Bertrand Cadillon.- Dans le monde aujourd’hui complexe des affaires pharmaceutiques, la mise en place de pactes d'associés revêt une importance croissante. Ces accords stratégiques jouent un rôle crucial dans la gouvernance des entreprises pharmaceutiques, notamment en régulant les relations entre les associés et en assurant la pérennité de l'entreprise. Ils sont nécessaires à la bonne gestion du capital au sein des sociétés d’officines En permettant l’entrée et la société des associés en bon ordre, il évite des conflits puisque l’histoire est écrite d’avance. Le problème se pose lorsque la construction du pacte tend à favoriser certains groupes d’associés au détriment d’autres.
Pourriez-vous exposer ce cas de figure en d’autres termes ?

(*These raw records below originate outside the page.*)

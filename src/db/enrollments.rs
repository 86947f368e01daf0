//! # 수강 등록 쿼리
//!
//! `enrollments` 테이블은 `(student_id, class_id)`에 UNIQUE 제약이 있습니다.
//! 등록 행은 삭제하지 않고 `is_active`로만 켜고 끕니다.

use chrono::{DateTime, Utc};
use sqlx::SqlitePool;

use super::timestamp;
use crate::error::AppError;
use crate::models::Enrollment;

pub async fn find_enrollment(
    pool: &SqlitePool,
    student_id: &str,
    class_id: &str,
) -> Result<Option<Enrollment>, AppError> {
    let enrollment = sqlx::query_as::<_, Enrollment>(
        r#"
        SELECT id, student_id, class_id, is_active, enrolled_at
        FROM enrollments
        WHERE student_id = ? AND class_id = ?
        "#,
    )
    .bind(student_id)
    .bind(class_id)
    .fetch_optional(pool)
    .await?;

    Ok(enrollment)
}

/// 활성 등록이 있는지 확인합니다.
pub async fn has_active_enrollment(
    pool: &SqlitePool,
    student_id: &str,
    class_id: &str,
) -> Result<bool, AppError> {
    let row: Option<(i64,)> = sqlx::query_as(
        "SELECT 1 FROM enrollments WHERE student_id = ? AND class_id = ? AND is_active = 1",
    )
    .bind(student_id)
    .bind(class_id)
    .fetch_optional(pool)
    .await?;

    Ok(row.is_some())
}

/// 등록 행을 삽입하거나, 비활성 행이 있으면 다시 활성화합니다.
///
/// `ON CONFLICT ... DO UPDATE ... WHERE`: 이미 활성인 행과 충돌하면
/// 아무것도 바꾸지 않으므로 영향받은 행 수가 0이 됩니다.
/// 하나의 문장이라 동시에 두 번 등록해도 한쪽만 성공합니다.
///
/// ## 반환값
/// - `true`: 새로 등록했거나 재활성화함
/// - `false`: 이미 활성 등록이 있음
pub async fn upsert_enrollment(
    pool: &SqlitePool,
    id: &str,
    student_id: &str,
    class_id: &str,
    enrolled_at: DateTime<Utc>,
) -> Result<bool, AppError> {
    let result = sqlx::query(
        r#"
        INSERT INTO enrollments (id, student_id, class_id, is_active, enrolled_at)
        VALUES (?, ?, ?, 1, ?)
        ON CONFLICT (student_id, class_id) DO UPDATE
        SET is_active = 1
        WHERE enrollments.is_active = 0
        "#,
    )
    .bind(id)
    .bind(student_id)
    .bind(class_id)
    .bind(timestamp(enrolled_at))
    .execute(pool)
    .await?;

    Ok(result.rows_affected() > 0)
}

/// 등록의 활성 상태를 바꿉니다. 등록 행이 없으면 `false`.
pub async fn set_enrollment_active(
    pool: &SqlitePool,
    student_id: &str,
    class_id: &str,
    is_active: bool,
) -> Result<bool, AppError> {
    let result =
        sqlx::query("UPDATE enrollments SET is_active = ? WHERE student_id = ? AND class_id = ?")
            .bind(is_active)
            .bind(student_id)
            .bind(class_id)
            .execute(pool)
            .await?;

    Ok(result.rows_affected() > 0)
}

pub async fn count_for_class(
    pool: &SqlitePool,
    class_id: &str,
    include_inactive: bool,
) -> Result<i64, AppError> {
    let (count,): (i64,) = sqlx::query_as(
        "SELECT COUNT(*) FROM enrollments WHERE class_id = ? AND (? OR is_active = 1)",
    )
    .bind(class_id)
    .bind(include_inactive)
    .fetch_one(pool)
    .await?;

    Ok(count)
}

pub async fn count_for_student(
    pool: &SqlitePool,
    student_id: &str,
    include_inactive: bool,
) -> Result<i64, AppError> {
    let (count,): (i64,) = sqlx::query_as(
        "SELECT COUNT(*) FROM enrollments WHERE student_id = ? AND (? OR is_active = 1)",
    )
    .bind(student_id)
    .bind(include_inactive)
    .fetch_one(pool)
    .await?;

    Ok(count)
}

/// 수업의 등록 목록을 등록순으로 조회합니다.
pub async fn list_for_class(pool: &SqlitePool, class_id: &str) -> Result<Vec<Enrollment>, AppError> {
    let enrollments = sqlx::query_as::<_, Enrollment>(
        r#"
        SELECT id, student_id, class_id, is_active, enrolled_at
        FROM enrollments
        WHERE class_id = ?
        ORDER BY enrolled_at, id
        "#,
    )
    .bind(class_id)
    .fetch_all(pool)
    .await?;

    Ok(enrollments)
}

Bertrand Cadillon.- Dans le contexte de l'achat d'officines, les pharmaciens doivent souvent faire face à l'influence de certains acteurs investisseurs qui proposent des montages complexes souvent au détriment de l'indépendance du pharmacien. Ces acteurs, cherchant à maximiser leurs rendements et leur pouvoir, peuvent parfois imposer des conditions financières et opérationnelles contraignantes qui limitent la flexibilité et l'autonomie de gestion des titulaires. Ces montages financiers proposés, supportés par des pactes d’associés très verrouillés, sont souvent très attractifs à première vue, offrant un accès rapide au capital et des opportunités d'expansion un peu magiques Cependant, les pharmaciens doivent évaluer attentivement avec leurs conseils (avocat – expert-comptable et notaire) les implications à long terme de ces accords ainsi que leurs conséquences sur l’ exercice professionnel du ou des titulaires.
Qui rédige en général le pacte d’associé ?
Bertrand Cadillon.- Rédiger un pacte d'associés efficace nécessite une compréhension approfondie des besoins et des objectifs de l'officine, ainsi qu'une connaissance pointue de la législation en vigueur. Il est recommandé de faire appel à un avocat spécialisé dans le droit des sociétés d’officine pour assurer la conformité juridique du document et éviter les litiges futurs. Le pacte d'associés doit être clair, précis et complet, en abordant toutes les éventualités susceptibles d'affecter l'entreprise et en respectant l’équilibre entre associés. Pour assurer une gestion efficace des pactes d'associés en pharmacie, il est recommandé de les réviser régulièrement pour s'assurer qu'ils restent pertinents et adaptés aux besoins de la société. Ils seront communiqués aux instances ordinales en cas de modification.
Quelles sont les conséquences du non-respect d'un pacte d'associés en pharmacie ?
Bertrand Cadillon.- Le non-respect d'un pacte d'associés peut entraîner des litiges entre les associés, mais il n'y a généralement pas de sanctions pénales prévues. Cependant, les associés peuvent être tenus de verser des dommages et intérêts en cas de violation du pacte, conformément aux dispositions du Code civil. Bien évidemment ils encourent potentiellement des sanctions ordinales en cas de non-respect flagrant des règles déontologiques.